Instructions for the task =>
Please restate the following records word for word.

Input data =>
Start of Block

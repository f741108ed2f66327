//! # c5-parser
//!
//! Locates the two markup conventions the theme compiler understands:
//! - `<c5-area name="...">` tags, captured as [`Region`](c5_core::Region)s
//! - `<!-- C5 Begin <label> -->` / `<!-- C5 End <label> -->` comment pairs,
//!   recorded into a [`FragmentRegistry`](c5_core::FragmentRegistry)
//!
//! Traversal is written against the narrow [`MarkupNode`] capability so it does
//! not depend on the concrete parser. The bundled adapter implements it for
//! ast-grep's tree-sitter HTML nodes.

pub mod markers;
pub mod markup;
pub mod regions;
pub mod validate;

pub use markers::{Marker, MarkerKind, find_fragment_markers, parse_marker};
pub use markup::{HtmlAttr, MarkupNode, MarkupTree, NodeKind, parse_markup};
pub use regions::{REGION_TAG, find_regions, parse_regions};
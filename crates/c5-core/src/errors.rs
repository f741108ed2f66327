//! Error taxonomy for the theme compiler.
//!
//! Every variant is raised synchronously at the point of detection. Handle
//! errors are build-fatal; the others are caught at the per-document boundary
//! by the build orchestrator and reported as diagnostics.

use std::fmt;

use thiserror::Error;

/// Which handle failed validation.
#[derive(Debug, Clone, Copy, PartialEq, Eq)]
pub enum HandleRole {
    Theme,
    Package,
}

impl fmt::Display for HandleRole {
    fn fmt(&self, f: &mut fmt::Formatter<'_>) -> fmt::Result {
        let s = match self {
            Self::Theme => "Theme",
            Self::Package => "Package",
        };
        write!(f, "{s}")
    }
}

/// Errors raised while validating regions, fragment markers and theme handles.
#[derive(Debug, Clone, PartialEq, Eq, Error)]
pub enum C5Error {
    /// A `<c5-area>` tag without a non-empty `name` attribute.
    #[error("Invalid Area - Missing Name Tag")]
    InvalidRegion,

    /// An end-marker with no open fragment of the same label.
    #[error("Invalid Element - No Start Tag : {label}")]
    UnmatchedEndMarker { label: String },

    /// Content was requested from a fragment that was never closed.
    #[error("Invalid Element - No End Tag : {label}")]
    UnmatchedStartMarker { label: String },

    /// A begin-marker for a label that is still open.
    #[error("Invalid Element - Start Tag Already Open : {label}")]
    DuplicateStartMarker { label: String },

    /// A theme or package handle does not match the handle pattern.
    #[error("Invalid {role} Handle: {value}")]
    InvalidHandle { role: HandleRole, value: String },
}

#[cfg(test)]
mod tests {
    use super::*;
    use pretty_assertions::assert_eq;

    #[test]
    fn messages_identify_the_label() {
        let err = C5Error::UnmatchedEndMarker {
            label: "Header".to_string(),
        };
        assert_eq!(err.to_string(), "Invalid Element - No Start Tag : Header");

        let err = C5Error::UnmatchedStartMarker {
            label: "Header".to_string(),
        };
        assert_eq!(err.to_string(), "Invalid Element - No End Tag : Header");
    }

    #[test]
    fn handle_errors_name_their_role() {
        let err = C5Error::InvalidHandle {
            role: HandleRole::Package,
            value: "bad handle!".to_string(),
        };
        assert_eq!(err.to_string(), "Invalid Package Handle: bad handle!");
    }
}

End of Block

Exercise output =>
repository f741108ed2f66327
//! # c5-parser
//!
//! Locates the two markup conventions the theme compiler understands:
//! - `<c5-area name="...">` tags, captured as [`Region`](c5_core::Region)s
//! - `<!-- C5 Begin <label> -->` / `<!-- C5 End <label> -->` comment pairs,
//!   recorded into a [`FragmentRegistry`](c5_core::FragmentRegistry)
//!
//! Traversal is written against the narrow [`MarkupNode`] capability so it does
//! not depend on the concrete parser. The bundled adapter implements it for
//! ast-grep's tree-sitter HTML nodes.

pub mod markers;
pub mod markup;
pub mod regions;
pub mod validate;

pub use markers::{Marker, MarkerKind, find_fragment_markers, parse_marker};
pub use markup::{HtmlAttr, MarkupNode, MarkupTree, NodeKind, parse_markup};
pub use regions::{REGION_TAG, find_regions, parse_regions};
filename crates/c5-core/src/errors.rs
repository f741108ed2f66327
//! Error taxonomy for the theme compiler.
//!
//! Every variant is raised synchronously at the point of detection. Handle
//! errors are build-fatal; the others are caught at the per-document boundary
//! by the build orchestrator and reported as diagnostics.

use std::fmt;

use thiserror::Error;

/// Which handle failed validation.
#[derive(Debug, Clone, Copy, PartialEq, Eq)]
pub enum HandleRole {
    Theme,
    Package,
}

impl fmt::Display for HandleRole {
    fn fmt(&self, f: &mut fmt::Formatter<'_>) -> fmt::Result {
        let s = match self {
            Self::Theme => "Theme",
            Self::Package => "Package",
        };
        write!(f, "{s}")
    }
}

/// Errors raised while validating regions, fragment markers and theme handles.
#[derive(Debug, Clone, PartialEq, Eq, Error)]
pub enum C5Error {
    /// A `<c5-area>` tag without a non-empty `name` attribute.
    #[error("Invalid Area - Missing Name Tag")]
    InvalidRegion,

    /// An end-marker with no open fragment of the same label.
    #[error("Invalid Element - No Start Tag : {label}")]
    UnmatchedEndMarker { label: String },

    /// Content was requested from a fragment that was never closed.
    #[error("Invalid Element - No End Tag : {label}")]
    UnmatchedStartMarker { label: String },

    /// A begin-marker for a label that is still open.
    #[error("Invalid Element - Start Tag Already Open : {label}")]
    DuplicateStartMarker { label: String },

    /// A theme or package handle does not match the handle pattern.
    #[error("Invalid {role} Handle: {value}")]
    InvalidHandle { role: HandleRole, value: String },
}

#[cfg(test)]
mod tests {
    use super::*;
    use pretty_assertions::assert_eq;

    #[test]
    fn messages_identify_the_label() {
        let err = C5Error::UnmatchedEndMarker {
            label: "Header".to_string(),
        };
        assert_eq!(err.to_string(), "Invalid Element - No Start Tag : Header");

        let err = C5Error::UnmatchedStartMarker {
            label: "Header".to_string(),
        };
        assert_eq!(err.to_string(), "Invalid Element - No End Tag : Header");
    }

    #[test]
    fn handle_errors_name_their_role() {
        let err = C5Error::InvalidHandle {
            role: HandleRole::Package,
            value: "bad handle!".to_string(),
        };
        assert_eq!(err.to_string(), "Invalid Package Handle: bad handle!");
    }
}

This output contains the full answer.